Listed entries Block Start
#[test]
fn test_title_change_moves_note_with_redirect() {
    let ws = Workspace::new();
    let mut source = MemorySource::new([note("X", "Old Title", "Body.", 1)]);
    ws.publish(&source);
    assert!(ws.exists("old-title.html"));

    let x = source.note_mut("X").unwrap();
    x.title = "New Title".to_string();
    x.body = Some(body("New Title", "Body."));
    let report = ws.publish(&source);

    assert_eq!(report.redirects, vec![RedirectRule::new("old-title", "new-title")]);
    assert_eq!(load_manifest(&ws).entries[&NoteId::new("X")].slug, "new-title");
    assert_eq!(
        ws.read("_redirects"),
        "# BEGIN notepress redirects\n/old-title.html /new-title.html 301\n# END notepress redirects\n"
    );
    assert!(ws.exists("new-title.html"));
    assert!(ws.exists("old-title.html"), "stale pages are kept by default");

    let again = ws.publish(&source);
    assert!(again.redirects.is_empty());
    assert!(again.written.is_empty());
}

#[test]
fn test_title_edit_with_same_slug_is_not_a_move() {
    let ws = Workspace::new();
    let mut source = MemorySource::new([note("X", "Old Title", "Body.", 1)]);
    ws.publish(&source);

    source.note_mut("X").unwrap().title = "Old Title!".to_string();
    let report = ws.publish(&source);
    assert!(report.redirects.is_empty());
    assert_eq!(report.changed, vec![NoteId::new("X")]);
    assert!(!ws.exists("_redirects"));
}

#[test]
fn test_slugs_are_frozen_until_reslug() {
    let ws = Workspace::new();
    let source = MemorySource::new([note("T", "Trip", "Packing.", 1).with_folder_path(["Travel"])]);
    let mut flat = ws.options();
    flat.slugs.include_folders = false;
    ws.publish_with(flat, &source);
    assert!(ws.exists("trip.html"));

    // Default options would nest the note, but its slug is already published.
    let report = ws.publish(&source);
    assert_eq!(report.unchanged, 1);
    assert!(!ws.exists("travel/trip.html"));

    let mut reslug = ws.options();
    reslug.reslug = true;
    reslug.stale_output = StaleOutput::Remove;
    let report = ws.publish_with(reslug, &source);
    assert_eq!(report.moved, vec![NoteId::new("T")]);
    assert_eq!(report.redirects, vec![RedirectRule::new("trip", "travel/trip")]);
    assert!(ws.exists("travel/trip.html"));
    assert!(!ws.exists("trip.html"));
    assert!(ws.read("_redirects").contains("/trip.html /travel/trip.html 301"));
}

#[test]
fn test_redirect_section_preserves_manual_rules() {
    let ws = Workspace::new();
    let mut source = MemorySource::new([note("X", "Alpha", "a", 1)]);
    ws.publish(&source);
    fs::write(ws.output().join("_redirects"), "/blog/* /:splat 301\n").unwrap();

    let x = source.note_mut("X").unwrap();
    x.title = "Beta".to_string();
    ws.publish(&source);
    let x = source.note_mut("X").unwrap();
    x.title = "Gamma".to_string();
    ws.publish(&source);

    assert_eq!(
        ws.read("_redirects"),
        "/blog/* /:splat 301\n# BEGIN notepress redirects\n\
         /alpha.html /gamma.html 301\n/beta.html /gamma.html 301\n# END notepress redirects\n"
    );
}

#[test]
fn test_deleted_note_leaves_index() {
    let ws = Workspace::new();
    let mut source = two_notes();
    ws.publish(&source);

    source.remove("B");
    let report = ws.publish(&source);
    assert_eq!(report.deleted, vec![NoteId::new("B")]);
    assert!(!ws.read("index.html").contains("/second.html"));
    assert!(ws.exists("second.html"));
    assert!(!load_manifest(&ws).entries.contains_key(&NoteId::new("B")));
}

#[test]
fn test_deleted_note_page_removed_on_request() {
    let ws = Workspace::new();
    let mut source = MemorySource::new([note("A", "Kept", "k", 1), note("B", "Gone", "g", 2).with_folder_path(["Old"])]);
    ws.publish(&source);
    assert!(ws.exists("old/gone.html"));

    source.remove("B");
    let mut options = ws.options();
    options.stale_output = StaleOutput::Remove;
    let report = ws.publish_with(options, &source);
    assert_eq!(report.removed, vec![ws.output().join("old/gone.html")]);
    assert!(!ws.output().join("old").exists());
    assert!(ws.exists("kept.html"));
}

// ============================================================================
// Recoverable and fatal conditions
// ============================================================================

#[test]
fn test_corrupt_manifest_is_backed_up_and_rebuilt() {
    let ws = Workspace::new();
    fs::write(ws.manifest(), "{ not json").unwrap();

    let report = ws.publish(&two_notes());
    assert!(matches!(report.warnings.as_slice(), [Warning::ManifestRecovered { .. }]));
    assert_eq!(report.new.len(), 2);

    let backup = report.manifest_backup.expect("backup path");
    assert_eq!(fs::read_to_string(backup).unwrap(), "{ not json");
    assert_eq!(load_manifest(&ws).entries.len(), 2);
}

#[test]
fn test_stored_slug_outside_root_is_rejected() {
    let ws = Workspace::new();
    let source = two_notes();
    ws.publish(&source);

    let mut manifest = load_manifest(&ws);
    manifest.entries.get_mut(&NoteId::new("A")).unwrap().slug = "../escape".to_string();
    manifest.save(&ws.manifest()).unwrap();

    let report = ws.publish(&source);
    assert_eq!(report.rejected.len(), 1);
    assert_eq!(report.rejected[0].id, NoteId::new("A"));
    assert!(report.rejected[0].reason.contains("escapes"));
    assert!(!ws.dir.path().join("escape.html").exists());
    assert_eq!(load_manifest(&ws).entries[&NoteId::new("A")].slug, "../escape");
    assert_eq!(report.unchanged, 1);
}

#[test]
fn test_undecodable_body_is_published_as_warning() {
    let ws = Workspace::new();
    let source = MemorySource::new([
        Note::new("BAD", "Broken").with_body(b"\x1f\x8b definitely not gzip".to_vec()),
        note("OK", "Fine", "ok", 2),
    ]);
    let report = ws.publish(&source);
    assert!(matches!(
        report.warnings.as_slice(),
        [Warning::Decode { id, .. }] if id.as_str() == "BAD"
    ));
    assert!(ws.exists("broken.html"));
    assert!(ws.exists("fine.html"));
}

#[test]
fn test_schema_failure_writes_nothing() {
    struct Incompatible;

    impl NoteSource for Incompatible {
        fn check_schema(&self) -> notepress::Result<()> {
            Err(Error::SchemaIncompatible {
                missing: vec!["ZICNOTEDATA".into()],
            })
        }

        fn notes(&self) -> notepress::Result<Vec<Note>> {
            panic!("notes read despite failed schema check")
        }
    }

    let ws = Workspace::new();
    let err = Publisher::new(ws.options(), templates()).run(&Incompatible).unwrap_err();
    assert!(matches!(err, Error::SchemaIncompatible { .. }));
    assert!(ws.snapshot().is_empty());
}

#[test]
fn test_duplicate_identifiers_keep_first() {
    let ws = Workspace::new();
    let source = MemorySource::new([note("A", "First", "1", 1), note("A", "Second", "2", 2)]);
    let report = ws.publish(&source);
    assert_eq!(report.warnings, vec![Warning::DuplicateNote(NoteId::new("A"))]);
    assert!(ws.exists("first.html"));
    assert!(!ws.exists("second.html"));
}

// ============================================================================
// Rendering through the engine
// ============================================================================

#[test]
fn test_links_between_notes() {
    let ws = Workspace::new();
    let text = "Trip\nSee Packing list and [[Missing Note]] and [[packing]].";
    let trip = NoteBlobBuilder::new(text)
        .plain(9)
        .linked(12, "applenotes:note/pack-1?ownerIdentifier=x")
        .fill()
        .gzip()
        .unwrap();
    let source = MemorySource::new([
        note("PACK-1", "Packing", "Socks.", 1),
        Note::new("TRIP-2", "Trip").with_body(trip).with_created(jan(2)),
    ]);
    ws.publish(&source);

    let page = ws.read("trip.html");
    assert!(page.contains("<a href=\"/packing.html\">Packing list</a>"), "{page}");
    assert!(page.contains(" and Missing Note and "));
    assert!(page.contains("<a href=\"/packing.html\">packing</a>"));
}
Listed entries Block End
## Aim of the exercise
Once the records end, copy them all again exactly.

## Task output
#[test]
fn test_title_change_moves_note_with_redirect() {
    let ws = Workspace::new();
    let mut source = MemorySource::new([note("X", "Old Title", "Body.", 1)]);
    ws.publish(&source);
    assert!(ws.exists("old-title.html"));

    let x = source.note_mut("X").unwrap();
    x.title = "New Title".to_string();
    x.body = Some(body("New Title", "Body."));
    let report = ws.publish(&source);

    assert_eq!(report.redirects, vec![RedirectRule::new("old-title", "new-title")]);
    assert_eq!(load_manifest(&ws).entries[&NoteId::new("X")].slug, "new-title");
    assert_eq!(
        ws.read("_redirects"),
        "# BEGIN notepress redirects\n/old-title.html /new-title.html 301\n# END notepress redirects\n"
    );
    assert!(ws.exists("new-title.html"));
    assert!(ws.exists("old-title.html"), "stale pages are kept by default");

    let again = ws.publish(&source);
    assert!(again.redirects.is_empty());
    assert!(again.written.is_empty());
}

#[test]
fn test_title_edit_with_same_slug_is_not_a_move() {
    let ws = Workspace::new();
    let mut source = MemorySource::new([note("X", "Old Title", "Body.", 1)]);
    ws.publish(&source);

    source.note_mut("X").unwrap().title = "Old Title!".to_string();
    let report = ws.publish(&source);
    assert!(report.redirects.is_empty());
    assert_eq!(report.changed, vec![NoteId::new("X")]);
    assert!(!ws.exists("_redirects"));
}

#[test]
fn test_slugs_are_frozen_until_reslug() {
    let ws = Workspace::new();
    let source = MemorySource::new([note("T", "Trip", "Packing.", 1).with_folder_path(["Travel"])]);
    let mut flat = ws.options();
    flat.slugs.include_folders = false;
    ws.publish_with(flat, &source);
    assert!(ws.exists("trip.html"));

    // Default options would nest the note, but its slug is already published.
    let report = ws.publish(&source);
    assert_eq!(report.unchanged, 1);
    assert!(!ws.exists("travel/trip.html"));

    let mut reslug = ws.options();
    reslug.reslug = true;
    reslug.stale_output = StaleOutput::Remove;
    let report = ws.publish_with(reslug, &source);
    assert_eq!(report.moved, vec![NoteId::new("T")]);
    assert_eq!(report.redirects, vec![RedirectRule::new("trip", "travel/trip")]);
    assert!(ws.exists("travel/trip.html"));
    assert!(!ws.exists("trip.html"));
    assert!(ws.read("_redirects").contains("/trip.html /travel/trip.html 301"));
}

#[test]
fn test_redirect_section_preserves_manual_rules() {
    let ws = Workspace::new();
    let mut source = MemorySource::new([note("X", "Alpha", "a", 1)]);
    ws.publish(&source);
    fs::write(ws.output().join("_redirects"), "/blog/* /:splat 301\n").unwrap();

    let x = source.note_mut("X").unwrap();
    x.title = "Beta".to_string();
    ws.publish(&source);
    let x = source.note_mut("X").unwrap();
    x.title = "Gamma".to_string();
    ws.publish(&source);

    assert_eq!(
        ws.read("_redirects"),
        "/blog/* /:splat 301\n# BEGIN notepress redirects\n\
         /alpha.html /gamma.html 301\n/beta.html /gamma.html 301\n# END notepress redirects\n"
    );
}

#[test]
fn test_deleted_note_leaves_index() {
    let ws = Workspace::new();
    let mut source = two_notes();
    ws.publish(&source);

    source.remove("B");
    let report = ws.publish(&source);
    assert_eq!(report.deleted, vec![NoteId::new("B")]);
    assert!(!ws.read("index.html").contains("/second.html"));
    assert!(ws.exists("second.html"));
    assert!(!load_manifest(&ws).entries.contains_key(&NoteId::new("B")));
}

#[test]
fn test_deleted_note_page_removed_on_request() {
    let ws = Workspace::new();
    let mut source = MemorySource::new([note("A", "Kept", "k", 1), note("B", "Gone", "g", 2).with_folder_path(["Old"])]);
    ws.publish(&source);
    assert!(ws.exists("old/gone.html"));

    source.remove("B");
    let mut options = ws.options();
    options.stale_output = StaleOutput::Remove;
    let report = ws.publish_with(options, &source);
    assert_eq!(report.removed, vec![ws.output().join("old/gone.html")]);
    assert!(!ws.output().join("old").exists());
    assert!(ws.exists("kept.html"));
}

// ============================================================================
// Recoverable and fatal conditions
// ============================================================================

#[test]
fn test_corrupt_manifest_is_backed_up_and_rebuilt() {
    let ws = Workspace::new();
    fs::write(ws.manifest(), "{ not json").unwrap();

    let report = ws.publish(&two_notes());
    assert!(matches!(report.warnings.as_slice(), [Warning::ManifestRecovered { .. }]));
    assert_eq!(report.new.len(), 2);

    let backup = report.manifest_backup.expect("backup path");
    assert_eq!(fs::read_to_string(backup).unwrap(), "{ not json");
    assert_eq!(load_manifest(&ws).entries.len(), 2);
}

#[test]
fn test_stored_slug_outside_root_is_rejected() {
    let ws = Workspace::new();
    let source = two_notes();
    ws.publish(&source);

    let mut manifest = load_manifest(&ws);
    manifest.entries.get_mut(&NoteId::new("A")).unwrap().slug = "../escape".to_string();
    manifest.save(&ws.manifest()).unwrap();

    let report = ws.publish(&source);
    assert_eq!(report.rejected.len(), 1);
    assert_eq!(report.rejected[0].id, NoteId::new("A"));
    assert!(report.rejected[0].reason.contains("escapes"));
    assert!(!ws.dir.path().join("escape.html").exists());
    assert_eq!(load_manifest(&ws).entries[&NoteId::new("A")].slug, "../escape");
    assert_eq!(report.unchanged, 1);
}

#[test]
fn test_undecodable_body_is_published_as_warning() {
    let ws = Workspace::new();
    let source = MemorySource::new([
        Note::new("BAD", "Broken").with_body(b"\x1f\x8b definitely not gzip".to_vec()),
        note("OK", "Fine", "ok", 2),
    ]);
    let report = ws.publish(&source);
    assert!(matches!(
        report.warnings.as_slice(),
        [Warning::Decode { id, .. }] if id.as_str() == "BAD"
    ));
    assert!(ws.exists("broken.html"));
    assert!(ws.exists("fine.html"));
}

#[test]
fn test_schema_failure_writes_nothing() {
    struct Incompatible;

    impl NoteSource for Incompatible {
        fn check_schema(&self) -> notepress::Result<()> {
            Err(Error::SchemaIncompatible {
                missing: vec!["ZICNOTEDATA".into()],
            })
        }

        fn notes(&self) -> notepress::Result<Vec<Note>> {
            panic!("notes read despite failed schema check")
        }
    }

    let ws = Workspace::new();
    let err = Publisher::new(ws.options(), templates()).run(&Incompatible).unwrap_err();
    assert!(matches!(err, Error::SchemaIncompatible { .. }));
    assert!(ws.snapshot().is_empty());
}

#[test]
fn test_duplicate_identifiers_keep_first() {
    let ws = Workspace::new();
    let source = MemorySource::new([note("A", "First", "1", 1), note("A", "Second", "2", 2)]);
    let report = ws.publish(&source);
    assert_eq!(report.warnings, vec![Warning::DuplicateNote(NoteId::new("A"))]);
    assert!(ws.exists("first.html"));
    assert!(!ws.exists("second.html"));
}

// ============================================================================
// Rendering through the engine
// ============================================================================

#[test]
fn test_links_between_notes() {
    let ws = Workspace::new();
    let text = "Trip\nSee Packing list and [[Missing Note]] and [[packing]].";
    let trip = NoteBlobBuilder::new(text)
        .plain(9)
        .linked(12, "applenotes:note/pack-1?ownerIdentifier=x")
        .fill()
        .gzip()
        .unwrap();
    let source = MemorySource::new([
        note("PACK-1", "Packing", "Socks.", 1),
        Note::new("TRIP-2", "Trip").with_body(trip).with_created(jan(2)),
    ]);
    ws.publish(&source);

    let page = ws.read("trip.html");
    assert!(page.contains("<a href=\"/packing.html\">Packing list</a>"), "{page}");
    assert!(page.contains(" and Missing Note and "));
    assert!(page.contains("<a href=\"/packing.html\">packing</a>"));
}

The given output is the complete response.